First thought: what the balls is happening in this photo??? 😂

K. Moving on.

Le Sigh.

Today was better. Things felt less like they were exploding, falling apart, and otherwise changing forever. Which, to be clear, was always hyperbole. They weren’t actually doing any of those things. It just felt like it.

I was able to get work done today. Real work. Still teetering on the edge of finishing this book.

I realized, as I was mentally going through what I need to write, that there is a major, major reveal that’s totally unjustified and out of the blue right now…and instead of that being paralyzing…I actually had some really clear, actionable thoughts and ideas on how to fix it. You know, solutions.

So, that’s a huge, huge step forward. I’m finally starting to feel more confident in my writing. I still don’t have the extended period of production yet…but I do finally know what I can do. And the writing self-esteem is coming along with it. I can’t tell you what a relief that is.
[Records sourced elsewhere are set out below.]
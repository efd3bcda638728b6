//! Item store trait and the in-memory implementation.
//!
//! Controllers only need string-keyed string values, so they are written
//! against [`ItemStore`] rather than a concrete database:
//! - [`Storage`](super::Storage) - SQLite-backed persistent store (default)
//! - [`MemoryStore`] - Process-local store, used by tests and dry runs

use crate::Result;
use std::collections::BTreeMap;

/// String-keyed persistent storage.
pub trait ItemStore {
    /// Read the value stored under `key`.
    fn get_item(&self, key: &str) -> Result<Option<String>>;

    /// Replace the value stored under `key`.
    fn set_item(&mut self, key: &str, value: &str) -> Result<()>;

    /// Remove `key`. Removing a missing key is not an error.
    fn remove_item(&mut self, key: &str) -> Result<()>;

    /// Get the storage location description (for display purposes).
    fn location(&self) -> String;
}

/// In-memory item store.
#[derive(Debug, Default, Clone)]
pub struct MemoryStore {
    items: BTreeMap<String, String>,
}

impl MemoryStore {
    pub fn new() -> Self {
        Self::default()
    }

    pub fn len(&self) -> usize {
        self.items.len()
    }

    pub fn is_empty(&self) -> bool {
        self.items.is_empty()
    }
}

impl ItemStore for MemoryStore {
    fn get_item(&self, key: &str) -> Result<Option<String>> {
        Ok(self.items.get(key).cloned())
    }

    fn set_item(&mut self, key: &str, value: &str) -> Result<()> {
        self.items.insert(key.to_string(), value.to_string());
        Ok(())
    }

    fn remove_item(&mut self, key: &str) -> Result<()> {
        self.items.remove(key);
        Ok(())
    }

    fn location(&self) -> String {
        "memory".to_string()
    }
}
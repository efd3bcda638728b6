//! Command implementations for the hd CLI.
//!
//! Each command opens what it needs from a [`Context`], runs one controller
//! operation and returns a result implementing [`Output`]. Notifications
//! raised along the way are collected in the caller's [`Notifier`].

use crate::browser::{
    BrowserState, DownloadLink, Listing, RepoBrowser, RepoCard, RepoOverview, Tab, TabView,
};
use crate::cache::{
    CacheSettings, CacheStorage, CacheWorker, HttpNetwork, InstallReport, Request, ResponseSource,
    SqliteCacheStorage,
};
use crate::config::{
    self, ConfigOverrides, HubdeckConfig, ResolvedConfig, ValueSource, mask_token, resolve_token,
};
use crate::github::{GitHubApi, HttpGitHub};
use crate::models::{Priority, TaskFilter, TaskStatus, Theme, ViewMode};
use crate::notify::Notifier;
use crate::storage::{ItemStore, Storage, THEME_KEY};
use crate::tasks::{Changed, Confirm, SimulatedSync, SyncReport, TaskManager, TaskState, TaskView};
use crate::{Error, Result};
use serde::Serialize;
use std::io::{BufRead, Write};
use std::path::{Path, PathBuf};
use std::time::Duration;

/// Command results that can be serialized to JSON or formatted for humans.
pub trait Output {
    /// Serialize to JSON string.
    fn to_json(&self) -> String;

    /// Format for human-readable output.
    fn to_human(&self) -> String;
}

fn json<T: Serialize>(value: &T) -> String {
    serde_json::to_string(value).unwrap_or_else(|e| format!(r#"{{"error": "{}"}}"#, e))
}

/// Storage and resolved configuration for one invocation.
pub struct Context {
    pub storage: Storage,
    pub config: ResolvedConfig,
}
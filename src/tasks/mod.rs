//! Task manager controller.
//!
//! [`TaskState`] holds the ordered task list (newest first) plus the current
//! filter and view. [`TaskManager`] applies operations to it. Every mutation
//! writes the full list back to the item store as a single JSON array and
//! returns a full re-render; there is no partial update path.

pub mod sync;
pub mod view;

pub use sync::{SimulatedSync, SyncBackend};
pub use view::{TaskCounts, TaskLayout, TaskRow, TaskView};

use crate::models::{Priority, Task, TaskFilter, TaskStatus, ViewMode};
use crate::notify::Notifier;
use crate::storage::{self, ItemStore, LAST_SYNC_KEY, TASKS_KEY};
use crate::{Error, Result};
use chrono::{DateTime, Utc};
use serde::Serialize;

/// Asks the user to confirm a destructive action.
pub trait Confirm {
    fn confirm(&mut self, prompt: &str) -> bool;
}

/// Confirms everything (`--yes`).
pub struct AssumeYes;

impl Confirm for AssumeYes {
    fn confirm(&mut self, _prompt: &str) -> bool {
        true
    }
}

/// In-memory task manager state.
#[derive(Debug, Clone, Default)]
pub struct TaskState {
    pub tasks: Vec<Task>,
    pub filter: TaskFilter,
    pub view: ViewMode,
    pub last_sync: Option<DateTime<Utc>>,
}

impl TaskState {
    /// Load tasks and the last-sync timestamp. A missing key is an empty list.
    pub fn load(store: &dyn ItemStore) -> Result<Self> {
        let mut tasks: Vec<Task> = match store.get_item(TASKS_KEY)? {
            Some(json) => serde_json::from_str(&json)?,
            None => Vec::new(),
        };
        for task in &mut tasks {
            task.normalize();
        }
        let last_sync = store
            .get_item(LAST_SYNC_KEY)?
            .and_then(|s| DateTime::parse_from_rfc3339(&s).ok())
            .map(|dt| dt.with_timezone(&Utc));
        Ok(Self {
            tasks,
            last_sync,
            ..Default::default()
        })
    }

    pub fn get(&self, id: &str) -> Option<&Task> {
        self.tasks.iter().find(|t| t.id == id)
    }

    pub fn render(&self) -> TaskView {
        view::render(&self.tasks, self.filter, self.view, self.last_sync)
    }
}

/// A record detached for editing; applied with [`TaskManager::commit_edit`].
#[derive(Debug, Clone, PartialEq, Eq, Serialize)]
pub struct TaskDraft {
    pub id: String,
    pub text: String,
    pub priority: Priority,
    pub status: TaskStatus,
}

/// Result of a mutating operation.
#[derive(Debug, Clone, Serialize)]
pub struct Changed {
    pub task: Task,
    pub view: TaskView,
}

/// Result of a sync.
#[derive(Debug, Clone, Serialize)]
pub struct SyncReport {
    pub backend: &'static str,
    pub synced_at: DateTime<Utc>,
    pub task_count: usize,
}

#[derive(Debug, Clone, Default)]
pub struct TaskManager {
    default_priority: Priority,
}

impl TaskManager {
    pub fn new(default_priority: Priority) -> Self {
        Self { default_priority }
    }

    /// Persist `tasks` as the full set and only then adopt it, so a failed
    /// write leaves `state` at its previous contents.
    fn commit(
        &self,
        state: &mut TaskState,
        store: &mut dyn ItemStore,
        tasks: Vec<Task>,
    ) -> Result<TaskView> {
        store.set_item(TASKS_KEY, &serde_json::to_string(&tasks)?)?;
        state.tasks = tasks;
        Ok(state.render())
    }

    /// Insert a new `todo` task at the head of the list.
    pub fn add(
        &self,
        state: &mut TaskState,
        store: &mut dyn ItemStore,
        notes: &mut Notifier,
        text: &str,
        priority: Option<Priority>,
    ) -> Result<Changed> {
        let text = text.trim();
        if text.is_empty() {
            notes.error("Please enter a task description");
            return Err(Error::InvalidInput("task text must not be empty".to_string()));
        }

        let task = Task::new(
            storage::generate_id(text),
            text.to_string(),
            priority.unwrap_or(self.default_priority),
        );
        let mut tasks = state.tasks.clone();
        tasks.insert(0, task.clone());
        let view = self.commit(state, store, tasks)?;
        tracing::debug!(id = %task.id, "task added");
        notes.success("Task added");
        Ok(Changed { task, view })
    }

    /// Flip completion and status together.
    pub fn toggle(
        &self,
        state: &mut TaskState,
        store: &mut dyn ItemStore,
        id: &str,
    ) -> Result<Changed> {
        let mut tasks = state.tasks.clone();
        let task = find_mut(&mut tasks, id)?;
        task.toggle();
        let task = task.clone();
        let view = self.commit(state, store, tasks)?;
        Ok(Changed { task, view })
    }

    /// Detach one record for editing.
    pub fn begin_edit(&self, state: &TaskState, id: &str) -> Result<TaskDraft> {
        let task = state
            .get(id)
            .ok_or_else(|| Error::NotFound(format!("task {}", id)))?;
        Ok(TaskDraft {
            id: task.id.clone(),
            text: task.text.clone(),
            priority: task.priority,
            status: task.status,
        })
    }

    /// Apply an edited draft to the record it was taken from.
    pub fn commit_edit(
        &self,
        state: &mut TaskState,
        store: &mut dyn ItemStore,
        notes: &mut Notifier,
        draft: TaskDraft,
    ) -> Result<Changed> {
        let text = draft.text.trim();
        if text.is_empty() {
            notes.error("Please enter a task description");
            return Err(Error::InvalidInput("task text must not be empty".to_string()));
        }

        let mut tasks = state.tasks.clone();
        let task = find_mut(&mut tasks, &draft.id)?;
        task.text = text.to_string();
        task.priority = draft.priority;
        task.set_status(draft.status);
        task.touch();
        let task = task.clone();
        let view = self.commit(state, store, tasks)?;
        notes.success("Task updated");
        Ok(Changed { task, view })
    }

    /// Remove one task after confirmation. Returns `None` when declined.
    pub fn delete(
        &self,
        state: &mut TaskState,
        store: &mut dyn ItemStore,
        notes: &mut Notifier,
        id: &str,
        confirm: &mut dyn Confirm,
    ) -> Result<Option<Changed>> {
        let index = state
            .tasks
            .iter()
            .position(|t| t.id == id)
            .ok_or_else(|| Error::NotFound(format!("task {}", id)))?;

        let prompt = format!("Delete task \"{}\"?", state.tasks[index].text);
        if !confirm.confirm(&prompt) {
            return Ok(None);
        }

        let mut tasks = state.tasks.clone();
        let task = tasks.remove(index);
        let view = self.commit(state, store, tasks)?;
        notes.success("Task deleted");
        Ok(Some(Changed { task, view }))
    }

    pub fn set_filter(&self, state: &mut TaskState, filter: TaskFilter) -> TaskView {
        state.filter = filter;
        state.render()
    }

    pub fn set_view(&self, state: &mut TaskState, mode: ViewMode) -> TaskView {
        state.view = mode;
        state.render()
    }

    /// Hand the task set to `backend` and record the sync time.
    pub fn sync(
        &self,
        state: &mut TaskState,
        store: &mut dyn ItemStore,
        notes: &mut Notifier,
        backend: &dyn SyncBackend,
    ) -> Result<SyncReport> {
        notes.info("Syncing tasks...");
        if let Err(e) = backend.sync(&state.tasks) {
            notes.error("Sync failed");
            return Err(e);
        }

        let now = Utc::now();
        store.set_item(LAST_SYNC_KEY, &now.to_rfc3339())?;
        state.last_sync = Some(now);
        notes.success("Tasks synced");
        Ok(SyncReport {
            backend: backend.name(),
            synced_at: now,
            task_count: state.tasks.len(),
        })
    }
}

fn find_mut<'a>(tasks: &'a mut [Task], id: &str) -> Result<&'a mut Task> {
    tasks
        .iter_mut()
        .find(|t| t.id == id)
        .ok_or_else(|| Error::NotFound(format!("task {}", id)))
}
I also spent some time tonight finding new music and doing genre research on Amazon, combing through the release charts and reading the reviews of those popular books, both critical, and those that sung the praises.

I need to do more of this. Survey the landscape. And I need to do it for both indie AND trad pub. See the differences. Find where I fit in. Who is my audience. What kind of reader I write for.
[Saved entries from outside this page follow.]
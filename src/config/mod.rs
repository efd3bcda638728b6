//! Configuration for hubdeck.
//!
//! User preferences live in `config.kdl`:
//!
//! - `$HD_CONFIG_DIR/config.kdl`, or
//! - `~/.config/hubdeck/config.kdl`
//!
//! The GitHub token is not a preference; it is stored in the item store by
//! `hd repo connect` and may be overridden with `GITHUB_TOKEN`.
//!
//! Use the [`resolver`] module for precedence resolution.

pub mod resolver;
pub mod schema;

pub use resolver::{
    CONFIG_DIR_ENV, ConfigOverrides, GITHUB_TOKEN_ENV, Resolved, ResolvedConfig, ValueSource,
    config_file_path, load_config_file, mask_token, resolve_config, resolve_token,
};
pub use schema::{CONFIG_KEYS, HubdeckConfig, OutputFormat};
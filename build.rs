//! Build script to inject build-time information into the binary.
//!
//! - `HD_BUILD_TIMESTAMP`: ISO 8601 timestamp when the binary was built
//! - `HD_GIT_COMMIT`: Short git commit hash (or "unknown" outside a git checkout)

use std::process::Command;

fn main() {
    println!("cargo:rerun-if-changed=.git/HEAD");
    println!("cargo:rerun-if-changed=.git/index");

    let timestamp = chrono::Utc::now().format("%Y-%m-%dT%H:%M:%SZ").to_string();
    println!("cargo:rustc-env=HD_BUILD_TIMESTAMP={}", timestamp);

    let commit = git_commit().unwrap_or_else(|| "unknown".to_string());
    println!("cargo:rustc-env=HD_GIT_COMMIT={}", commit);
}

fn git_commit() -> Option<String> {
    let output = Command::new("git")
        .args(["rev-parse", "--short", "HEAD"])
        .output()
        .ok()?;

    if output.status.success() {
        let hash = String::from_utf8(output.stdout).ok()?;
        Some(hash.trim().to_string())
    } else {
        None
    }
}
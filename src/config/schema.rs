//! KDL schema for config.kdl.
//!
//! ```kdl
//! api-base "https://api.github.com"
//! output-format "human"  // or "json"
//! search-debounce-ms 300
//! default-priority "medium"
//! cache-name "hubdeck-v1"
//! cache-origin "http://localhost:8080"
//! offline-fallback "/index.html"
//! sync-delay-ms 1000
//! manifest {
//!     asset "/"
//!     asset "/index.html"
//! }
//! ```
//!
//! Unknown nodes are ignored. Values of the wrong type are dropped when
//! parsing and reported by [`HubdeckConfig::validate`] only when set
//! through [`HubdeckConfig::set`].

use crate::models::Priority;
use crate::{Error, Result};
use kdl::{KdlDocument, KdlEntry, KdlNode, KdlValue};
use serde::{Deserialize, Serialize};
use std::path::Path;

/// Output format preference for CLI commands.
#[derive(Debug, Clone, Default, PartialEq, Eq, Serialize, Deserialize)]
#[serde(rename_all = "lowercase")]
pub enum OutputFormat {
    /// JSON output (default, machine-readable)
    #[default]
    Json,
    /// Human-readable output
    Human,
}

impl OutputFormat {
    /// Parse from string, case-insensitive.
    pub fn parse(s: &str) -> Option<Self> {
        match s.to_lowercase().as_str() {
            "json" => Some(OutputFormat::Json),
            "human" => Some(OutputFormat::Human),
            _ => None,
        }
    }

    pub fn as_str(&self) -> &'static str {
        match self {
            OutputFormat::Json => "json",
            OutputFormat::Human => "human",
        }
    }
}

impl std::fmt::Display for OutputFormat {
    fn fmt(&self, f: &mut std::fmt::Formatter<'_>) -> std::fmt::Result {
        write!(f, "{}", self.as_str())
    }
}

/// Keys accepted by `hd config set`.
pub const CONFIG_KEYS: &[&str] = &[
    "api-base",
    "output-format",
    "search-debounce-ms",
    "default-priority",
    "cache-name",
    "cache-origin",
    "offline-fallback",
    "sync-delay-ms",
];

/// User preferences stored in config.kdl.
#[derive(Debug, Clone, Default, PartialEq, Eq, Serialize, Deserialize)]
pub struct HubdeckConfig {
    /// GitHub REST API base URL
    pub api_base: Option<String>,
    pub output_format: Option<OutputFormat>,
    /// Quiet period before a typed search query is sent
    pub search_debounce_ms: Option<u64>,
    /// Priority for tasks added without `--priority`
    pub default_priority: Option<Priority>,
    /// Current cache generation name
    pub cache_name: Option<String>,
    /// Base URL for relative cache requests and manifest entries
    pub cache_origin: Option<String>,
    pub offline_fallback: Option<String>,
    pub sync_delay_ms: Option<u64>,
    /// Assets cached at install time
    pub manifest: Option<Vec<String>>,
}

impl HubdeckConfig {
    pub fn new() -> Self {
        Self::default()
    }

    /// Validate the config values.
    pub fn validate(&self) -> std::result::Result<(), String> {
        if let Some(ref base) = self.api_base {
            if !base.starts_with("http://") && !base.starts_with("https://") {
                return Err(format!("api-base must be an http(s) URL, got {}", base));
            }
        }
        if let Some(ref origin) = self.cache_origin {
            if !origin.contains("://") {
                return Err(format!("cache-origin must be an absolute URL, got {}", origin));
            }
        }
        if let Some(ref name) = self.cache_name {
            if name.trim().is_empty() {
                return Err("cache-name must not be empty".to_string());
            }
        }
        if let Some(ref manifest) = self.manifest {
            if manifest.iter().any(|a| a.trim().is_empty()) {
                return Err("manifest assets must not be empty".to_string());
            }
        }
        Ok(())
    }

    /// Parse config from a KDL document.
    pub fn from_kdl(doc: &KdlDocument) -> Self {
        let mut config = Self::new();

        config.api_base = first_string(doc, "api-base");
        config.output_format = first_string(doc, "output-format").and_then(|s| OutputFormat::parse(&s));
        config.search_debounce_ms = first_millis(doc, "search-debounce-ms");
        config.default_priority = first_string(doc, "default-priority").and_then(|s| s.parse().ok());
        config.cache_name = first_string(doc, "cache-name");
        config.cache_origin = first_string(doc, "cache-origin");
        config.offline_fallback = first_string(doc, "offline-fallback");
        config.sync_delay_ms = first_millis(doc, "sync-delay-ms");

        if let Some(node) = doc.get("manifest") {
            let mut assets = Vec::new();
            if let Some(children) = node.children() {
                for child in children.nodes() {
                    if child.name().value() == "asset" {
                        if let Some(s) = child.entries().first().and_then(|e| e.value().as_string()) {
                            assets.push(s.to_string());
                        }
                    }
                }
            }
            config.manifest = Some(assets);
        }

        config
    }

    /// Convert config to a KDL document.
    pub fn to_kdl(&self) -> KdlDocument {
        let mut doc = KdlDocument::new();

        push_string(&mut doc, "api-base", self.api_base.as_deref());
        push_string(
            &mut doc,
            "output-format",
            self.output_format.as_ref().map(|f| f.as_str()),
        );
        push_integer(&mut doc, "search-debounce-ms", self.search_debounce_ms);
        push_string(
            &mut doc,
            "default-priority",
            self.default_priority.map(|p| p.as_str()),
        );
        push_string(&mut doc, "cache-name", self.cache_name.as_deref());
        push_string(&mut doc, "cache-origin", self.cache_origin.as_deref());
        push_string(&mut doc, "offline-fallback", self.offline_fallback.as_deref());
        push_integer(&mut doc, "sync-delay-ms", self.sync_delay_ms);

        if let Some(ref manifest) = self.manifest {
            let mut children = KdlDocument::new();
            for asset in manifest {
                let mut child = KdlNode::new("asset");
                child.push(KdlEntry::new(KdlValue::String(asset.clone())));
                children.nodes_mut().push(child);
            }
            let mut node = KdlNode::new("manifest");
            node.set_children(children);
            doc.nodes_mut().push(node);
        }

        doc
    }

    /// Merge another config into this one.
    /// Values from `other` override values in `self` if they are Some.
    pub fn merge(&mut self, other: &HubdeckConfig) {
        if other.api_base.is_some() {
            self.api_base = other.api_base.clone();
        }
        if other.output_format.is_some() {
            self.output_format = other.output_format.clone();
        }
        if other.search_debounce_ms.is_some() {
            self.search_debounce_ms = other.search_debounce_ms;
        }
        if other.default_priority.is_some() {
            self.default_priority = other.default_priority;
        }
        if other.cache_name.is_some() {
            self.cache_name = other.cache_name.clone();
        }
        if other.cache_origin.is_some() {
            self.cache_origin = other.cache_origin.clone();
        }
        if other.offline_fallback.is_some() {
            self.offline_fallback = other.offline_fallback.clone();
        }
        if other.sync_delay_ms.is_some() {
            self.sync_delay_ms = other.sync_delay_ms;
        }
        if other.manifest.is_some() {
            self.manifest = other.manifest.clone();
        }
    }

    /// Set a single scalar key from its string form.
    pub fn set(&mut self, key: &str, value: &str) -> Result<()> {
        let invalid = |what: &str| Error::Config(format!("{} expects {}, got {}", key, what, value));
        match key {
            "api-base" => self.api_base = Some(value.to_string()),
            "output-format" => {
                self.output_format = Some(OutputFormat::parse(value).ok_or_else(|| invalid("json or human"))?)
            }
            "search-debounce-ms" => {
                self.search_debounce_ms = Some(value.parse().map_err(|_| invalid("milliseconds"))?)
            }
            "default-priority" => {
                self.default_priority = Some(value.parse().map_err(|_| invalid("high, medium or low"))?)
            }
            "cache-name" => self.cache_name = Some(value.to_string()),
            "cache-origin" => self.cache_origin = Some(value.to_string()),
            "offline-fallback" => self.offline_fallback = Some(value.to_string()),
            "sync-delay-ms" => {
                self.sync_delay_ms = Some(value.parse().map_err(|_| invalid("milliseconds"))?)
            }
            _ => {
                return Err(Error::Config(format!(
                    "unknown key {}. Valid keys: {}",
                    key,
                    CONFIG_KEYS.join(", ")
                )));
            }
        }
        self.validate().map_err(Error::Config)
    }

    /// Read config.kdl, returning an empty config if the file does not exist.
    pub fn load(path: &Path) -> Result<Self> {
        if !path.exists() {
            return Ok(Self::new());
        }
        let content = std::fs::read_to_string(path)
            .map_err(|e| Error::Config(format!("Failed to read {}: {}", path.display(), e)))?;
        let doc: KdlDocument = content
            .parse()
            .map_err(|e| Error::Config(format!("Failed to parse KDL in {}: {}", path.display(), e)))?;
        let config = Self::from_kdl(&doc);
        config
            .validate()
            .map_err(|e| Error::Config(format!("{}: {}", path.display(), e)))?;
        Ok(config)
    }

    /// Write config.kdl, creating parent directories.
    pub fn save(&self, path: &Path) -> Result<()> {
        if let Some(parent) = path.parent() {
            std::fs::create_dir_all(parent)?;
        }
        std::fs::write(path, self.to_kdl().to_string())?;
        Ok(())
    }
}

fn first_string(doc: &KdlDocument, name: &str) -> Option<String> {
    doc.get(name)?
        .entries()
        .first()?
        .value()
        .as_string()
        .map(|s| s.to_string())
}

fn first_millis(doc: &KdlDocument, name: &str) -> Option<u64> {
    let i = doc.get(name)?.entries().first()?.value().as_integer()?;
    u64::try_from(i).ok()
}

fn push_string(doc: &mut KdlDocument, name: &str, value: Option<&str>) {
    if let Some(value) = value {
        let mut node = KdlNode::new(name);
        node.push(KdlEntry::new(KdlValue::String(value.to_string())));
        doc.nodes_mut().push(node);
    }
}

fn push_integer(doc: &mut KdlDocument, name: &str, value: Option<u64>) {
    if let Some(value) = value {
        let mut node = KdlNode::new(name);
        node.push(KdlEntry::new(KdlValue::Integer(value as i128)));
        doc.nodes_mut().push(node);
    }
}

#[cfg(test)]
mod tests {
    use super::*;
    use tempfile::TempDir;

    #[test]
    fn test_output_format_parse() {
        assert_eq!(OutputFormat::parse("JSON"), Some(OutputFormat::Json));
        assert_eq!(OutputFormat::parse("human"), Some(OutputFormat::Human));
        assert_eq!(OutputFormat::parse("xml"), None);
    }

    #[test]
    fn test_from_kdl() {
        let doc: KdlDocument = r#"
            api-base "http://localhost:9000"
            output-format "human"
            search-debounce-ms 150
            default-priority "high"
            cache-name "hubdeck-v2"
            sync-delay-ms 0
            manifest {
                asset "/"
                asset "/app.js"
            }
            unknown-node "ignored"
        "#
        .parse()
        .unwrap();

        let config = HubdeckConfig::from_kdl(&doc);
        assert_eq!(config.api_base.as_deref(), Some("http://localhost:9000"));
        assert_eq!(config.output_format, Some(OutputFormat::Human));
        assert_eq!(config.search_debounce_ms, Some(150));
        assert_eq!(config.default_priority, Some(Priority::High));
        assert_eq!(config.cache_name.as_deref(), Some("hubdeck-v2"));
        assert_eq!(config.sync_delay_ms, Some(0));
        assert_eq!(
            config.manifest,
            Some(vec!["/".to_string(), "/app.js".to_string()])
        );
        assert!(config.cache_origin.is_none());
    }

    #[test]
    fn test_from_kdl_drops_bad_values() {
        let doc: KdlDocument = r#"
            output-format "yaml"
            search-debounce-ms -5
            default-priority "urgent"
        "#
        .parse()
        .unwrap();

        let config = HubdeckConfig::from_kdl(&doc);
        assert_eq!(config, HubdeckConfig::default());
    }

    #[test]
    fn test_kdl_file_round_trip() {
        let dir = TempDir::new().unwrap();
        let path = dir.path().join("nested").join("config.kdl");
        let config = HubdeckConfig {
            cache_origin: Some("http://localhost:8080".to_string()),
            default_priority: Some(Priority::Low),
            manifest: Some(vec!["/index.html".to_string()]),
            search_debounce_ms: Some(500),
            ..Default::default()
        };

        config.save(&path).unwrap();
        assert_eq!(HubdeckConfig::load(&path).unwrap(), config);
    }

    #[test]
    fn test_load_missing_file_is_empty() {
        let dir = TempDir::new().unwrap();
        let config = HubdeckConfig::load(&dir.path().join("config.kdl")).unwrap();
        assert_eq!(config, HubdeckConfig::default());
    }

    #[test]
    fn test_load_rejects_invalid_kdl() {
        let dir = TempDir::new().unwrap();
        let path = dir.path().join("config.kdl");
        std::fs::write(&path, "api-base \"unterminated").unwrap();
        assert!(matches!(HubdeckConfig::load(&path), Err(Error::Config(_))));
    }

    #[test]
    fn test_merge() {
        let mut base = HubdeckConfig {
            cache_name: Some("a".to_string()),
            sync_delay_ms: Some(10),
            ..Default::default()
        };
        base.merge(&HubdeckConfig {
            cache_name: Some("b".to_string()),
            ..Default::default()
        });
        assert_eq!(base.cache_name.as_deref(), Some("b"));
        assert_eq!(base.sync_delay_ms, Some(10));
    }

    #[test]
    fn test_set() {
        let mut config = HubdeckConfig::new();
        config.set("default-priority", "low").unwrap();
        config.set("search-debounce-ms", "50").unwrap();
        assert_eq!(config.default_priority, Some(Priority::Low));
        assert_eq!(config.search_debounce_ms, Some(50));

        assert!(config.set("search-debounce-ms", "soon").is_err());
        assert!(config.set("api-base", "ftp://nope").is_err());
        assert!(config.set("editor", "vim").is_err());
    }
}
Doing that activity, looking through authors who are killing it right now…it never fails to scare me. Before, I’d just think it was tiring, or that I just kinda got into a ‘down mood’ after doing it, but now I recognize that it scares me. Success scares me. It scares me that I’d never get there. It scares me that I’d get there and not be ready and mess it all up. Lots of the scares.

But I am going to get there. I am going to be ready. And I am going to crush it.

I don’t feel those words as I write them, except for some boxed in corner of my self-esteem which is having a hard time at the moment…but dammit if I’m going let that stop me from SAYING it in the meantime. I will fake that shit until I make that shit.

Okay, that’s all for tonight.

Writing was good today. Finally.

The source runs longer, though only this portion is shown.